Creators' financial stability seems to be pretty dire as almost half (46%) of full-time content makers earn less than $1,000 annually, TechCrunch has learned, citing data provided by Linktree, a launchpad for social media reference. Here's what the company's report essentially says:

Health issues

Reported stress class. Source: techcrunch.com
Reported stress class. Source: techcrunch.com

It turned out there's also a darkside in the creator economy as many content makers have to deal with psychological problems:

  • About 39% of them consistently deal with stress.
  • Over 40% of part-time creators say they find their online activities "sometimes stressful."
  • Approximately 13% of them say they have to cope with "extreme stress."

Matter of money

It seems there's also no way to make a fast buck as only 12% of full-time creators earn over $50,000 annually, while 46% of them make less than $1,000 annually. Moreover:

  • There's no direct correlation between time spent on content and annual income.
  • Approx. 32% make up to $10,000 per year. They also spend over 10 hours a week on content.
  • About 52% of those who make between $50,000 and $100,000 spend less than 10 a week making content.
  • Almost 66% of creators consider their online interests as a "side hustle." At the same time, 36% of them have been in the industry for 1 year or less.
  • Among newbie creators, only 6% have made over $10,000.

No proven way

While some might believe the market is full of opportunities, the data shows that the space is still in its early innings:

  • 35% of creators have monetized their content but failed to make enough for a "livable income." Meanwhile, 59% of them haven’t monetized content at all.

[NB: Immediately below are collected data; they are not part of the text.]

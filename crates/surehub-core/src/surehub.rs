// ── Surehub facade ──
//
// The public entry point: owns the API client and the entity store and
// orchestrates sync resolution plus activity enrichment. Every
// operation is a single await chain -- no background tasks, no internal
// locking; the store's one writer is whoever holds `&mut Surehub`.

use std::collections::HashMap;

use secrecy::SecretString;
use serde_json::Value;
use tracing::{debug, warn};

use surehub_api::transport::TransportConfig;
use surehub_api::{Credentials, SureApiClient};

use crate::config::{AuthCredentials, SurehubConfig};
use crate::error::CoreError;
use crate::model::{DeviceRecord, Entity, Pet, ProductKind};
use crate::store::EntityStore;

/// Timeline entry type carrying Felaqua water weights.
const WEIGHT_TIMELINE_TYPE: i64 = 30;

/// High-level handle to one Sure Petcare account.
pub struct Surehub {
    api: SureApiClient,
    store: EntityStore,
}

impl Surehub {
    /// Create a client from configuration. Does not touch the network;
    /// login happens lazily on the first call.
    pub fn new(config: SurehubConfig) -> Result<Self, CoreError> {
        let transport = TransportConfig {
            timeout: config.timeout,
        };

        let credentials = match config.auth {
            AuthCredentials::Token(token) => Credentials::Token(token),
            AuthCredentials::Credentials { email, password } => {
                Credentials::EmailPassword { email, password }
            }
        };

        let api = SureApiClient::with_base_url(config.base_url, credentials, &transport)?;

        Ok(Self {
            api,
            store: EntityStore::new(),
        })
    }

    /// Convenience constructor for email/password accounts.
    pub fn with_credentials(
        email: impl Into<String>,
        password: impl Into<String>,
    ) -> Result<Self, CoreError> {
        Self::new(SurehubConfig::new(AuthCredentials::Credentials {
            email: email.into(),
            password: SecretString::from(password.into()),
        }))
    }

    /// Convenience constructor for a pre-acquired auth token.
    pub fn with_token(token: impl Into<String>) -> Result<Self, CoreError> {
        Self::new(SurehubConfig::new(AuthCredentials::Token(token.into())))
    }

    /// The auth token currently in use, if any.
    pub fn auth_token(&self) -> Option<&str> {
        self.api.auth_token()
    }

    /// Read access to the underlying API client (resource cache etc.).
    pub fn api(&self) -> &SureApiClient {
        &self.api
    }

    /// Read access to the resolved entity map.
    pub fn entities(&self) -> &HashMap<i64, Entity> {
        self.store.all()
    }

    // ── Entity resolution ────────────────────────────────────────────

    /// Resolve the bulk sync payload into the entity map and enrich it
    /// with each household's latest activity.
    ///
    /// Reuses the cached payload unless `force_refresh`. A missing or
    /// empty payload degrades softly: the existing (possibly empty) map
    /// is returned unchanged. Authentication failures propagate.
    ///
    /// The returned map spans every resolution so far -- entries are
    /// never purged, a refresh only adds and overwrites.
    pub async fn get_entities(
        &mut self,
        force_refresh: bool,
    ) -> Result<&HashMap<i64, Entity>, CoreError> {
        let payload = match self.api.sync(force_refresh).await {
            Ok(Some(payload)) => payload,
            Ok(None) => {
                warn!("could not fetch sync data -- keeping previously resolved entities");
                return Ok(self.store.all());
            }
            Err(e) if e.is_auth_expired() => return Err(e.into()),
            Err(e) => {
                warn!(error = %e, "sync fetch failed -- keeping previously resolved entities");
                return Ok(self.store.all());
            }
        };

        if payload.devices.is_empty() && payload.pets.is_empty() {
            warn!("sync payload carried no devices or pets -- keeping previously resolved entities");
            return Ok(self.store.all());
        }

        let household_ids = self.store.apply_sync(&payload);
        debug!(
            entities = self.store.len(),
            households = household_ids.len(),
            "sync resolution complete"
        );

        // One report fetch per distinct household, sequentially; the
        // store has a single writer.
        for household_id in household_ids {
            self.get_actions(household_id, None, true).await?;
        }

        Ok(self.store.all())
    }

    // ── Activity enrichment ──────────────────────────────────────────

    /// Fetch one household's movement/feeding/drinking report and
    /// attach the most recent datapoint to each paired device: flaps
    /// get `latest_movement`, feeders `latest_feeding`, Felaquas
    /// `latest_drinking`. An empty datapoint list leaves the device
    /// untouched.
    ///
    /// Returns pet id → the owning device's full record after
    /// enrichment. Pairings that reference a device missing from the
    /// entity map are skipped with a warning.
    ///
    /// `only_latest` selects the same "latest" semantics on both paths;
    /// complete datapoint histories stay available through
    /// [`get_report`](Self::get_report).
    pub async fn get_actions(
        &mut self,
        household_id: i64,
        pet_id: Option<i64>,
        only_latest: bool,
    ) -> Result<HashMap<i64, DeviceRecord>, CoreError> {
        debug!(household_id, ?pet_id, only_latest, "fetching household report");

        let report = match self.api.household_report(household_id, pet_id).await {
            Ok(report) => report,
            Err(e) if e.is_auth_expired() => return Err(e.into()),
            Err(e) => {
                warn!(error = %e, household_id, "report fetch failed");
                return Ok(HashMap::new());
            }
        };

        let mut actions = HashMap::new();

        for pair in &report.data {
            let Some(entity) = self.store.get_mut(pair.device_id) else {
                warn!(
                    device_id = pair.device_id,
                    pet_id = pair.pet_id,
                    "report references a device missing from the entity map -- skipping pairing"
                );
                continue;
            };
            let Some(record) = entity.device_mut() else {
                warn!(
                    device_id = pair.device_id,
                    "report pairing points at a non-device entity -- skipping"
                );
                continue;
            };

            match record.kind() {
                kind if kind.is_flap() => {
                    if let Some(datapoint) = pair.movement.latest() {
                        record.latest_movement = Some(datapoint.clone());
                    }
                }
                kind if kind.is_feeder() => {
                    if let Some(datapoint) = pair.feeding.latest() {
                        record.latest_feeding = Some(datapoint.clone());
                    }
                }
                ProductKind::Felaqua => {
                    if let Some(datapoint) = pair.drinking.latest() {
                        record.latest_drinking = Some(datapoint.clone());
                    }
                }
                _ => {}
            }

            actions.insert(pair.pet_id, record.clone());
        }

        Ok(actions)
    }

    /// Latest action per pet for one household.
    pub async fn latest_actions(
        &mut self,
        household_id: i64,
        pet_id: Option<i64>,
    ) -> Result<HashMap<i64, DeviceRecord>, CoreError> {
        self.get_actions(household_id, pet_id, true).await
    }

    /// All actions per pet; see [`get_actions`](Self::get_actions) for
    /// the semantics note.
    pub async fn all_actions(
        &mut self,
        household_id: i64,
        pet_id: Option<i64>,
    ) -> Result<HashMap<i64, DeviceRecord>, CoreError> {
        self.get_actions(household_id, pet_id, false).await
    }

    // ── Entity accessors ─────────────────────────────────────────────

    /// All pets, resolving entities first when the map allows reuse.
    pub async fn get_pets(&mut self) -> Result<Vec<Pet>, CoreError> {
        self.get_entities(false).await?;
        Ok(self.store.pets().cloned().collect())
    }

    /// All hardware devices.
    pub async fn get_devices(&mut self) -> Result<Vec<Entity>, CoreError> {
        self.get_entities(false).await?;
        Ok(self.store.devices().cloned().collect())
    }

    /// One device by id, refreshing the map once if the id is unknown.
    /// `None` for pets and for ids the cloud does not know.
    pub async fn get_device(&mut self, device_id: i64) -> Result<Option<Entity>, CoreError> {
        if self.store.get(device_id).is_none() {
            self.get_entities(false).await?;
        }
        Ok(self
            .store
            .get(device_id)
            .filter(|entity| entity.is_device())
            .cloned())
    }

    // ── Raw passthroughs ─────────────────────────────────────────────

    /// Raw pet details (`GET pet`).
    pub async fn pets_details(&mut self) -> Result<Value, CoreError> {
        Ok(self.api.pets().await?)
    }

    /// Account-wide timeline.
    pub async fn get_timeline(&mut self) -> Result<Value, CoreError> {
        Ok(self.api.timeline().await?)
    }

    /// Notification inbox.
    pub async fn get_notification(&mut self) -> Result<Value, CoreError> {
        Ok(self.api.notifications().await?)
    }

    /// Raw pet/household report with complete datapoint histories.
    pub async fn get_report(
        &mut self,
        household_id: i64,
        pet_id: Option<i64>,
    ) -> Result<Value, CoreError> {
        Ok(self.api.report(household_id, pet_id).await?)
    }

    /// Felaqua water-weight entries from a household's device timeline,
    /// optionally filtered to one device.
    pub async fn felaqua_weights(
        &mut self,
        household_id: i64,
        device_id: Option<i64>,
    ) -> Result<Vec<Value>, CoreError> {
        let timeline = self.api.household_timeline(household_id).await?;

        let Some(entries) = timeline.get("data").and_then(Value::as_array) else {
            return Ok(Vec::new());
        };

        Ok(entries
            .iter()
            .filter(|entry| {
                entry.get("type").and_then(Value::as_i64) == Some(WEIGHT_TIMELINE_TYPE)
            })
            .filter(|entry| device_id.is_none_or(|id| entry_mentions_device(entry, id)))
            .cloned()
            .collect())
    }
}

fn entry_mentions_device(entry: &Value, device_id: i64) -> bool {
    entry
        .get("devices")
        .and_then(Value::as_array)
        .is_some_and(|devices| {
            devices
                .iter()
                .any(|device| device.get("id").and_then(Value::as_i64) == Some(device_id))
        })
}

Creators monetization data. Source: techcrunch.com
Creators monetization data. Source: techcrunch.com
  • About 70% of content makers made less than 10% of their total income from brand partnerships, which means there's no proven way to consistently make money.
  • 12% of creators earn even less than $100 per collaboration with a brand.

For the poll, Linktree reportedly surveyed 9,500 creators. Eric Jacks, Chief Strategy Officer at Collab, which helped with the poll, told the media that it's still difficult to be a creator. The report also depicts "how important it is for creators to find partners, platforms and services that streamline monetization opportunities," Jacks added.